Items listed in a dataset:
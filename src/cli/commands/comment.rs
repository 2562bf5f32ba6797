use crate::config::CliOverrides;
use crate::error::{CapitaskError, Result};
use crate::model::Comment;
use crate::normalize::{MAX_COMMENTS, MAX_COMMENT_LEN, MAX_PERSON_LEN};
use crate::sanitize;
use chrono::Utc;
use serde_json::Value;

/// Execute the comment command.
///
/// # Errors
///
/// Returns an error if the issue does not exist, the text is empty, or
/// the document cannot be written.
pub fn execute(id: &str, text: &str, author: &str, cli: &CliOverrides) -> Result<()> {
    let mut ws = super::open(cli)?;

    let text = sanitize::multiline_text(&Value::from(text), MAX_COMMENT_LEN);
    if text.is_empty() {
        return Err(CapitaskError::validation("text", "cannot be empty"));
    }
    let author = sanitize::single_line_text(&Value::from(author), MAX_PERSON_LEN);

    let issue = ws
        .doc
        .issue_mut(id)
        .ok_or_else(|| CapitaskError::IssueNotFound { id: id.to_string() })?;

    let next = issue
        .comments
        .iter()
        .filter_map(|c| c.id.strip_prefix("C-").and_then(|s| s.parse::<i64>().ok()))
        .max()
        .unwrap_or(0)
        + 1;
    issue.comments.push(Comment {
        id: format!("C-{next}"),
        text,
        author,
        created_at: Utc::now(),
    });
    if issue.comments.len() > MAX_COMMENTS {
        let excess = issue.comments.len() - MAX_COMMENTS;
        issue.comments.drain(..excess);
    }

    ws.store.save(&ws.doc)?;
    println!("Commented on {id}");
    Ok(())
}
---
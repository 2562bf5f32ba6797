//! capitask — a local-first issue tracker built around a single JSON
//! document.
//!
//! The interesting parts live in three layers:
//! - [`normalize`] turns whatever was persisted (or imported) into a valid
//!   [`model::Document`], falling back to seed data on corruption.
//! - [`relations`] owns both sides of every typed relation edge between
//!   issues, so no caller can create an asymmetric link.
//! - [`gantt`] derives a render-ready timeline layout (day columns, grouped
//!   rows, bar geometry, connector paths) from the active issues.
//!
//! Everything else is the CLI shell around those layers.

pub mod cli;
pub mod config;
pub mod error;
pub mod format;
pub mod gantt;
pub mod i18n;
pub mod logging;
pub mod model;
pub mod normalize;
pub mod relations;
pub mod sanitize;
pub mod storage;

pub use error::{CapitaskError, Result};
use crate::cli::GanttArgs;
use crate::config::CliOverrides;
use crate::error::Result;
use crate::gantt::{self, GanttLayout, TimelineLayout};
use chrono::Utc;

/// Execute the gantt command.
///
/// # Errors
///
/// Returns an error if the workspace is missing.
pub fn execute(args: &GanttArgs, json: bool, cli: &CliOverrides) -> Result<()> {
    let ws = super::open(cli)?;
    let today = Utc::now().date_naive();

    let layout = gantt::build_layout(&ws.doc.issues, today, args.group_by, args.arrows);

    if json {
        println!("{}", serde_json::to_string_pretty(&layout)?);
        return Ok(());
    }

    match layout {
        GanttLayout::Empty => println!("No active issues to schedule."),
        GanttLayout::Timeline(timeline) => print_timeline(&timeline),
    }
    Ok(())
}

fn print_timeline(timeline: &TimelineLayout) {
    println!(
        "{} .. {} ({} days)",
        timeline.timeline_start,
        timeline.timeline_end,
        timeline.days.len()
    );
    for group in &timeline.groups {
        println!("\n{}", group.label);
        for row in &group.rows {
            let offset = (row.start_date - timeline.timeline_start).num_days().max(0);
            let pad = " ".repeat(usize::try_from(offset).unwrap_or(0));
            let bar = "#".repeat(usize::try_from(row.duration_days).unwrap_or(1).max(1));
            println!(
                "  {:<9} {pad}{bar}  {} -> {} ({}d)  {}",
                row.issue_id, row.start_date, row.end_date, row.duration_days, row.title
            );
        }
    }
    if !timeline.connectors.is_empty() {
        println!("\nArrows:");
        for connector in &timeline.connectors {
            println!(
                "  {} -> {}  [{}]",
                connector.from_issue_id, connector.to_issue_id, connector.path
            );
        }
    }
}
---
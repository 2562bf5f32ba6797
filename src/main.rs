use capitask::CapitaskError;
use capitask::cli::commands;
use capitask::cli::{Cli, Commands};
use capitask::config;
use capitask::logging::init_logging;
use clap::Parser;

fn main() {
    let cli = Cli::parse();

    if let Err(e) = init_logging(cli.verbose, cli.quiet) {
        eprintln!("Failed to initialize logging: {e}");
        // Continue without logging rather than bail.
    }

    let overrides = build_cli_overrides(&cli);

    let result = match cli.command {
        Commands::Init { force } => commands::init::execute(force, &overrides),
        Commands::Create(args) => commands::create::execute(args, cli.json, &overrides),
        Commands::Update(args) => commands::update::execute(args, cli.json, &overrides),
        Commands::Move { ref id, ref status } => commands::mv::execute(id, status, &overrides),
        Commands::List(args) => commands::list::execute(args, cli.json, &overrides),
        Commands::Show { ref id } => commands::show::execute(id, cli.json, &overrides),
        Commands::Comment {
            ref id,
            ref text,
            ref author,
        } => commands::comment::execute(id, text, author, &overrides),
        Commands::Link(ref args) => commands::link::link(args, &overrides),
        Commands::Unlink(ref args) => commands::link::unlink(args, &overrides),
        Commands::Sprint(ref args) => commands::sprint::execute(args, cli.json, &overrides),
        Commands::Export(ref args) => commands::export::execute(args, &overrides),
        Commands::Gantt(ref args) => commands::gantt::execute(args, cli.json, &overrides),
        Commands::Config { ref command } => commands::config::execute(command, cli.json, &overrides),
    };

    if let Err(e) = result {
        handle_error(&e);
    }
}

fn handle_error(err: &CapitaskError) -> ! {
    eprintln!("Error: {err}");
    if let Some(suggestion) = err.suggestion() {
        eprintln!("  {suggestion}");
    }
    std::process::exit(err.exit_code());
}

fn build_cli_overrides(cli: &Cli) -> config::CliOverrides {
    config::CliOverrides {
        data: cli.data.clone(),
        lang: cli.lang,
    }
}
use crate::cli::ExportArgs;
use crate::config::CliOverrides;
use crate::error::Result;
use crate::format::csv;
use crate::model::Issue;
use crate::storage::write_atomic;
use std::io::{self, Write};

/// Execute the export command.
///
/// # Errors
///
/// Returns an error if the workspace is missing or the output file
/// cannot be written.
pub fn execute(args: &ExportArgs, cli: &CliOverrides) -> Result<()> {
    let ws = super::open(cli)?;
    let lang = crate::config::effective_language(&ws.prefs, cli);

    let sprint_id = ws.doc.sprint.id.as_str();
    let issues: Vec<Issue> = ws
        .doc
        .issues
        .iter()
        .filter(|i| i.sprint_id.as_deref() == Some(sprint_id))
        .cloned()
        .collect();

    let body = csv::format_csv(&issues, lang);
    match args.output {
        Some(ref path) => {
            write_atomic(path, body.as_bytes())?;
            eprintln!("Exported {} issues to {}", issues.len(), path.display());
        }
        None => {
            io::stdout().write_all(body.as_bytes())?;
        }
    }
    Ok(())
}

Instructions for the task:
Count the lines in the records above that contain the word "connectors", and give only the number.

Exercise answer:
2